R v Governor of Blundeston Prison Ex parte Gaffney
Divisional Court
Citations: [1982] 1 WLR 696; [1982] 2 All ER 492; (1982) 75 Cr App R 42; [1982] Crim LR 519; (1982) 126 SJ 330; [1982] CLY 706.
Facts
The applicant committed two sets of offences in different cities. The applicant was convicted of the first set of offences on the 6th of June 1979. For these offences, he was remanded in custody for 27 days until the 2nd of July. At that point, the court reserved sentence and he was temporarily released.
The applicant was later convicted of the second set of offences on the 4th of October 1979. He was remanded back into custody for these offences. After a further 63 days in custody, the applicant was sentenced for both sets of offences on the 7th of December 1979. He received 37 months in prison for the first set of offences and 36 months for the second set, to be served concurrently.
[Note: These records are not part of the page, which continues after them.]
use std::path::PathBuf;
use std::time::Duration;

use thiserror::Error;

use crate::adapters::HttpServerConfig;
use crate::imaging::{FalConfig, DEFAULT_MODEL, DEFAULT_QUEUE_URL};
use crate::transport::TlsConfig;

#[derive(Error, Debug, PartialEq, Eq)]
pub enum ConfigError {
    #[error("Environment variable {0} is required")]
    Missing(&'static str),
    #[error("Environment variable {name} is invalid: {reason}")]
    Invalid { name: &'static str, reason: String },
}

#[derive(Debug, Clone)]
pub struct AppConfig {
    pub database_url: String,
    pub server: HttpServerConfig,
    pub fal: FalConfig,
}

impl AppConfig {
    /// Reads `.env` (if present) and then the process environment.
    pub fn from_env() -> Result<Self, ConfigError> {
        dotenvy::dotenv().ok();
        Self::from_lookup(|name| std::env::var(name).ok())
    }

    pub fn from_lookup(lookup: impl Fn(&str) -> Option<String>) -> Result<Self, ConfigError> {
        let var = |name: &str| lookup(name).filter(|v| !v.trim().is_empty());

        let api_key = var("FAL_KEY").ok_or(ConfigError::Missing("FAL_KEY"))?;
        let poll_interval = match var("FAL_POLL_INTERVAL_MS") {
            Some(raw) => Duration::from_millis(raw.trim().parse().map_err(|e: std::num::ParseIntError| {
                ConfigError::Invalid { name: "FAL_POLL_INTERVAL_MS", reason: e.to_string() }
            })?),
            None => Duration::from_millis(500),
        };
        let fal = FalConfig {
            api_key,
            model: var("FAL_MODEL").unwrap_or_else(|| DEFAULT_MODEL.to_string()),
            queue_url: var("FAL_QUEUE_URL").unwrap_or_else(|| DEFAULT_QUEUE_URL.to_string()),
            poll_interval,
        };

        let tls = match (var("TLS_CERT_PATH"), var("TLS_KEY_PATH")) {
            (Some(cert), Some(key)) => Some(TlsConfig { cert_path: PathBuf::from(cert), key_path: PathBuf::from(key) }),
            (None, None) => None,
            (Some(_), None) => return Err(ConfigError::Missing("TLS_KEY_PATH")),
            (None, Some(_)) => return Err(ConfigError::Missing("TLS_CERT_PATH")),
        };
        let server = HttpServerConfig {
            bind_addr: var("BIND_ADDR").unwrap_or_else(|| HttpServerConfig::default().bind_addr),
            tls,
        };

        Ok(Self {
            database_url: var("DATABASE_URL").unwrap_or_else(|| "sqlite://todos.db".to_string()),
            server,
            fal,
        })
    }
}

#[cfg(test)]
mod tests {
    use super::*;
    use std::collections::HashMap;

    fn lookup(pairs: &[(&str, &str)]) -> impl Fn(&str) -> Option<String> {
        let map: HashMap<String, String> = pairs.iter().map(|(k, v)| (k.to_string(), v.to_string())).collect();
        move |name| map.get(name).cloned()
    }

    #[test]
    fn missing_fal_key_is_an_error() {
        let err = AppConfig::from_lookup(lookup(&[("DATABASE_URL", "sqlite://x.db")])).unwrap_err();
        assert_eq!(err, ConfigError::Missing("FAL_KEY"));
        let err = AppConfig::from_lookup(lookup(&[("FAL_KEY", "  ")])).unwrap_err();
        assert_eq!(err, ConfigError::Missing("FAL_KEY"));
    }

    #[test]
    fn defaults_apply() {
        let config = AppConfig::from_lookup(lookup(&[("FAL_KEY", "secret")])).unwrap();
        assert_eq!(config.database_url, "sqlite://todos.db");
        assert_eq!(config.server.bind_addr, "0.0.0.0:3000");
        assert_eq!(config.server.tls, None);
        assert_eq!(config.fal.api_key, "secret");
        assert_eq!(config.fal.model, "fal-ai/flux/dev");
        assert_eq!(config.fal.queue_url, "https://queue.fal.run");
        assert_eq!(config.fal.poll_interval, Duration::from_millis(500));
        assert!(!format!("{:?}", config.fal).contains("secret"));
    }

    #[test]
    fn overrides_and_tls_pairing() {
        let config = AppConfig::from_lookup(lookup(&[
            ("FAL_KEY", "secret"),
            ("FAL_MODEL", "fal-ai/flux/schnell"),
            ("FAL_POLL_INTERVAL_MS", "50"),
            ("BIND_ADDR", "127.0.0.1:8443"),
            ("TLS_CERT_PATH", "cert.pem"),
            ("TLS_KEY_PATH", "key.pem"),
        ]))
        .unwrap();
        assert_eq!(config.fal.model, "fal-ai/flux/schnell");
        assert_eq!(config.fal.poll_interval, Duration::from_millis(50));
        assert_eq!(config.server.bind_addr, "127.0.0.1:8443");
        assert_eq!(config.server.tls.unwrap().key_path, PathBuf::from("key.pem"));

        let err = AppConfig::from_lookup(lookup(&[("FAL_KEY", "k"), ("TLS_CERT_PATH", "cert.pem")])).unwrap_err();
        assert_eq!(err, ConfigError::Missing("TLS_KEY_PATH"));

        let err = AppConfig::from_lookup(lookup(&[("FAL_KEY", "k"), ("FAL_POLL_INTERVAL_MS", "soon")])).unwrap_err();
        assert!(matches!(err, ConfigError::Invalid { name: "FAL_POLL_INTERVAL_MS", .. }));
    }
}
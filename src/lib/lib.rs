//! A small todo service: SQLite-backed CRUD over HTTP, plus a one-shot call to
//! a generative-image API that attaches an illustration to each new todo.

pub mod adapters;
pub mod client;
pub mod config;
pub mod core;
pub mod imaging;
pub mod storage;
pub mod transport;
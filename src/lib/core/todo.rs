use chrono::{DateTime, NaiveDate, Utc};
use serde::{Deserialize, Serialize};
use uuid::Uuid;

use crate::core::TodoError;

#[derive(Debug, Clone, PartialEq, Eq, Serialize, Deserialize)]
#[cfg_attr(feature = "storage", derive(sqlx::FromRow))]
#[serde(rename_all = "camelCase")]
pub struct Todo {
    pub id: Uuid,
    pub title: String,
    pub due_date: Option<NaiveDate>,
    pub image_url: Option<String>,
    pub created_at: DateTime<Utc>,
}

impl Todo {
    pub fn new(title: String, due_date: Option<NaiveDate>) -> Self {
        Self {
            id: Uuid::new_v4(),
            title,
            due_date,
            image_url: None,
            created_at: Utc::now(),
        }
    }

    /// A todo is overdue once the start of its due date (UTC) has passed.
    pub fn is_overdue(&self, now: DateTime<Utc>) -> bool {
        match self.due_date {
            Some(due) => due.and_hms_opt(0, 0, 0).map(|d| d.and_utc() < now).unwrap_or(false),
            None => false,
        }
    }
}

/// Body of `POST /api/todos`.
#[derive(Debug, Clone, Default, Serialize, Deserialize)]
#[serde(rename_all = "camelCase")]
pub struct CreateTodo {
    #[serde(default)]
    pub title: Option<String>,
    #[serde(default)]
    pub due_date: Option<String>,
}

impl CreateTodo {
    pub fn new(title: impl Into<String>, due_date: Option<&str>) -> Self {
        Self {
            title: Some(title.into()),
            due_date: due_date.map(str::to_string),
        }
    }

    pub(crate) fn validate(self) -> Result<(String, Option<NaiveDate>), TodoError> {
        let title = self
            .title
            .filter(|t| !t.trim().is_empty())
            .ok_or_else(|| TodoError::Validation("Title is required".into()))?;
        let due_date = match self.due_date.as_deref().map(str::trim) {
            None | Some("") => None,
            Some(raw) => Some(parse_due_date(raw)?),
        };
        Ok((title, due_date))
    }
}

/// Body of `POST /api/todos/generateImage`.
#[derive(Debug, Clone, Default, Serialize, Deserialize)]
#[serde(rename_all = "camelCase")]
pub struct GenerateImage {
    #[serde(default)]
    pub todo_id: Option<String>,
    #[serde(default)]
    pub title: Option<String>,
}

impl GenerateImage {
    pub fn new(todo_id: Uuid, title: impl Into<String>) -> Self {
        Self {
            todo_id: Some(todo_id.to_string()),
            title: Some(title.into()),
        }
    }

    pub(crate) fn validate(self) -> Result<(Uuid, String), TodoError> {
        let missing = || TodoError::Validation("Todo ID and title are required".into());
        let todo_id = self.todo_id.filter(|id| !id.trim().is_empty()).ok_or_else(missing)?;
        let title = self.title.filter(|t| !t.trim().is_empty()).ok_or_else(missing)?;
        let todo_id = Uuid::parse_str(todo_id.trim())
            .map_err(|_| TodoError::Validation("Invalid todo ID".into()))?;
        Ok((todo_id, title))
    }
}

#[derive(Debug, Clone, PartialEq, Eq, Serialize, Deserialize)]
#[serde(rename_all = "camelCase")]
pub struct ImageUrl {
    pub image_url: String,
}

fn parse_due_date(raw: &str) -> Result<NaiveDate, TodoError> {
    if let Ok(date) = NaiveDate::parse_from_str(raw, "%Y-%m-%d") {
        return Ok(date);
    }
    DateTime::parse_from_rfc3339(raw)
        .map(|dt| dt.with_timezone(&Utc).date_naive())
        .map_err(|_| TodoError::Validation("Invalid due date".into()))
}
The applicant applied for writ of habeas corpus. He relied on s.67(1) of the Criminal Justice Act 1967, which states that:
‘The length of any sentence of imprisonment imposed on an offender by a court shall be treated as reduced by any period during which he was in custody by reason only of having been committed to custody by an order of a court made in connection with any proceedings relating to that sentence or the offence for which it was passed or any proceedings from which those proceedings arose…’
The applicant argued that this provision allowed him to add both periods he was remanded in custody together (totalling 90 days) and subtract this number from both sentences. This would result in him being released two months before the Home Office had scheduled his release.
Issue(s)
- Could the applicant subtract both periods of remand in custody from both sentences?
Decision
The court refused the writ. Properly interpreted, s.67(1) only allowed the applicant to subtract the first period of 27 days from the first sentence, and the second period of 63 days from the second sentence. This was because the second period of custody was not ‘in connection with any proceedings relating to’ the first offence, and vice versa.
This Case is Authority For…
Section 67(1) of the Criminal Justice Act 1967 only allows prisoners to subtract a period of custody from a sentence if the offence they are being sentenced for is the reason they were remanded in custody for that period. That period cannot be subtracted from sentences for unrelated offences.